Go through the records, and copy each line in which the string "field" is present.

○ ○ ○ ○ ○ ○ ○

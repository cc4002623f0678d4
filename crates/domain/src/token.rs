use serde::{Deserialize, Serialize};

/// An OAuth token and its secret.
///
/// Request tokens (temporary credentials) and access tokens share this
/// shape. `Debug` is manually implemented to redact the secret.
#[derive(Clone, PartialEq, Eq, Serialize, Deserialize)]
pub struct TokenPair {
    pub token: String,
    pub secret: String,
}

impl TokenPair {
    pub fn new(token: impl Into<String>, secret: impl Into<String>) -> Self {
        Self {
            token: token.into(),
            secret: secret.into(),
        }
    }
}

impl std::fmt::Debug for TokenPair {
    fn fmt(&self, f: &mut std::fmt::Formatter<'_>) -> std::fmt::Result {
        f.debug_struct("TokenPair")
            .field("token", &self.token)
            .field("secret", &"[REDACTED]")
            .finish()
    }
}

○ ○ ○ ○ ○ ○ ○

▶ _PROBLEM SOLUTION_
            .field("token", &self.token)
            .field("secret", &"[REDACTED]")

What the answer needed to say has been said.